冷憶如的鎮定有一瞬間的撕裂,手不自覺地握緊了拳頭。
「卑鄙!冷欣芝,她還有沒有一點人性?楚天是她的親弟弟,就算她想陷害我,為什麼連楚天都不放過?」
她真的難以想象,冷欣芝為了陷害她,還把自己的親弟弟給牽扯進來。
她這是有多恨自己?
明明該有恨意的人是她自己啊。
被冷欣芝搶走了未婚夫,被她害死了肚子裡無辜的孩子,她還沒找她報仇,她卻再一次想要陷害自己。
果然,她就是個蛇蠍美人,骨子裡的惡毒是根深蒂固的。
「有些人,骨子裡就是如此的涼薄。

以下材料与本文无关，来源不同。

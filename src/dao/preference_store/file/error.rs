//! Error types of the JSON file preference store.

use std::path::PathBuf;

use thiserror::Error;

/// Convenient result alias returning [`FileStoreError`] failures.
pub type FileStoreResult<T> = Result<T, FileStoreError>;

/// Failures that can occur while reading or writing the preferences file.
#[derive(Debug, Error)]
pub enum FileStoreError {
    /// The preferences file exists but could not be read.
    #[error("failed to read preferences file `{path}`")]
    Read {
        path: PathBuf,
        #[source]
        source: std::io::Error,
    },
    /// The preferences file is not a JSON object of strings.
    #[error("failed to parse preferences file `{path}`")]
    Parse {
        path: PathBuf,
        #[source]
        source: serde_json::Error,
    },
    /// Serialising the values failed.
    #[error("failed to encode preferences")]
    Encode {
        #[source]
        source: serde_json::Error,
    },
    /// Writing or renaming the preferences file failed.
    #[error("failed to write preferences file `{path}`")]
    Write {
        path: PathBuf,
        #[source]
        source: std::io::Error,
    },
    /// The directory holding the file is gone or not a directory.
    #[error("preferences directory `{path}` is not available")]
    MissingDirectory { path: PathBuf },
}
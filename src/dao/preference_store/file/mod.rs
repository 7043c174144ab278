mod error;
mod store;

pub use error::{FileStoreError, FileStoreResult};
pub use store::FileStore;

use crate::dao::storage::StorageError;

impl From<FileStoreError> for StorageError {
    fn from(err: FileStoreError) -> Self {
        StorageError::unavailable(err.to_string(), err)
    }
}
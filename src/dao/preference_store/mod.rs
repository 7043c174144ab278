/// JSON file backend.
pub mod file;
/// Volatile backend.
pub mod memory;

use std::{path::PathBuf, sync::Arc};

use crate::dao::storage::StorageResult;
use futures::future::BoxFuture;
use tracing::{info, warn};

pub use self::{file::FileStore, memory::MemoryStore};

/// Abstraction over the flat key-value store the preferences are persisted in.
///
/// Values are opaque strings; callers own their encoding.
pub trait PreferenceStore: Send + Sync {
    /// Read the value stored under `key`, if any.
    fn get(&self, key: &str) -> BoxFuture<'static, StorageResult<Option<String>>>;
    /// Store `value` under `key`, replacing any previous value.
    fn set(&self, key: &str, value: String) -> BoxFuture<'static, StorageResult<()>>;
    /// Delete `key`; deleting a missing key is not an error.
    fn remove(&self, key: &str) -> BoxFuture<'static, StorageResult<()>>;
    /// Check that the backend can still persist values.
    fn health_check(&self) -> BoxFuture<'static, StorageResult<()>>;
}

/// Store selected at startup.
pub struct OpenedStore {
    /// Store the preferences go to.
    pub store: Arc<dyn PreferenceStore>,
    /// Why the configured file could not be used, when the store fell back to memory.
    pub fallback_reason: Option<String>,
}

/// Open the preferences file at `path`, keeping preferences in memory when no path is
/// configured or the file cannot be opened.
pub async fn open_or_memory(path: Option<PathBuf>) -> OpenedStore {
    let Some(path) = path else {
        info!("no storage path configured; preferences kept in memory");
        return OpenedStore {
            store: Arc::new(MemoryStore::new()),
            fallback_reason: None,
        };
    };

    match FileStore::open(path.clone()).await {
        Ok(store) => {
            info!(path = %store.path().display(), "preference file opened");
            OpenedStore {
                store: Arc::new(store),
                fallback_reason: None,
            }
        }
        Err(err) => {
            warn!(
                path = %path.display(),
                error = %err,
                "failed to open preference file; preferences kept in memory"
            );
            OpenedStore {
                store: Arc::new(MemoryStore::new()),
                fallback_reason: Some(format!(
                    "preferences file {} unavailable ({err}); changes will not be saved",
                    path.display()
                )),
            }
        }
    }
}

#[cfg(test)]
mod tests {
    use super::*;

    #[tokio::test]
    async fn unconfigured_path_is_not_a_fallback() {
        let opened = open_or_memory(None).await;
        assert!(opened.fallback_reason.is_none());
        assert!(opened.store.health_check().await.is_ok());
    }

    #[tokio::test]
    async fn corrupt_file_falls_back_to_memory_with_a_reason() {
        let dir = std::env::temp_dir().join(format!(
            "luck-center-back-{}",
            uuid::Uuid::new_v4().simple()
        ));
        let path = dir.join("prefs.json");
        std::fs::create_dir_all(&dir).unwrap();
        std::fs::write(&path, "{ corrupt").unwrap();

        let opened = open_or_memory(Some(path.clone())).await;
        let reason = opened.fallback_reason.unwrap();
        assert!(reason.contains("prefs.json"));

        opened.store.set("k", "v".into()).await.unwrap();
        assert_eq!(std::fs::read_to_string(&path).unwrap(), "{ corrupt");

        let _ = std::fs::remove_dir_all(dir);
    }
}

在他們眼裡,除了自己外,其他的都不值一提。」
見冷憶如一副氣憤的模樣,蕭淩寒淡淡吐了句。
冷憶如呼了口氣,眸光看向前方的虛空,慢慢道:「我知道,冷欣芝一直恨我。她覺得是我的出現,搶走了原本隻屬於她的東西。可是,從小到大,我已經夠低調,夠容忍了,為什麼她還要變本加厲地傷害我?」
從她被養父接進冷家的那一天開始,她就謹記自己的身份。
她知道自己隻是一個養女,所以對於冷家人,她永遠都抱著感激和謙讓的態度對他們。
可是,冷欣芝母女卻永遠都把她當成眼中釘,肉中刺。在養父面前和背後,對她是兩種完全不同的態度。
看在養父的面子上,她忍了。
因為她不想看到養父為了一點小事而傷神的模樣。
可是,就算如此,冷欣芝還是在四年前傷到了她。
她真的想不通,一個人的妒忌會讓人做出多少瘋狂的事情來。
「也許正是因為你的退讓,才會讓她變本加厲。」
蕭淩寒一針見血地總結了一句,讓冷憶如瞬間回神。
是這樣的吧!
他見慣了商場上的爾虞我詐,才會看得如此透徹。
冷憶如扯了扯嘴角,默默地收拾起桌上的碗筷。
「放著吧,明天讓幫傭來收拾就好。」
蕭淩寒起身,淡淡開口,隨後走到酒櫃前,取出酒瓶和兩隻酒杯,倒上了酒。
兩隻酒杯?
他這是想讓自己陪他喝點酒嗎?
這一次,他會不會又要說出語不驚人死不休的話?
冷憶如抿了抿唇,腦海裡閃過當初她第一次來到這裡時,蕭淩寒強勢地要求自己嫁給她的場景來。
「過來。」
吧台前,蕭淩寒指關節敲了敲吧台,一手端著一杯紅酒,黑眸掃向呆立在那兒的冷憶如。
冷憶如頓了頓,慢慢走了過去。
她還有事情沒問清楚,確實不能就這麼離開。
接過蕭淩寒遞過來的酒杯,冷憶如微微一頓,仰頭喝了一口。
微苦的酒液順著喉管直下,滲入到人的五臟六腑,一瞬間就讓人起了熱意。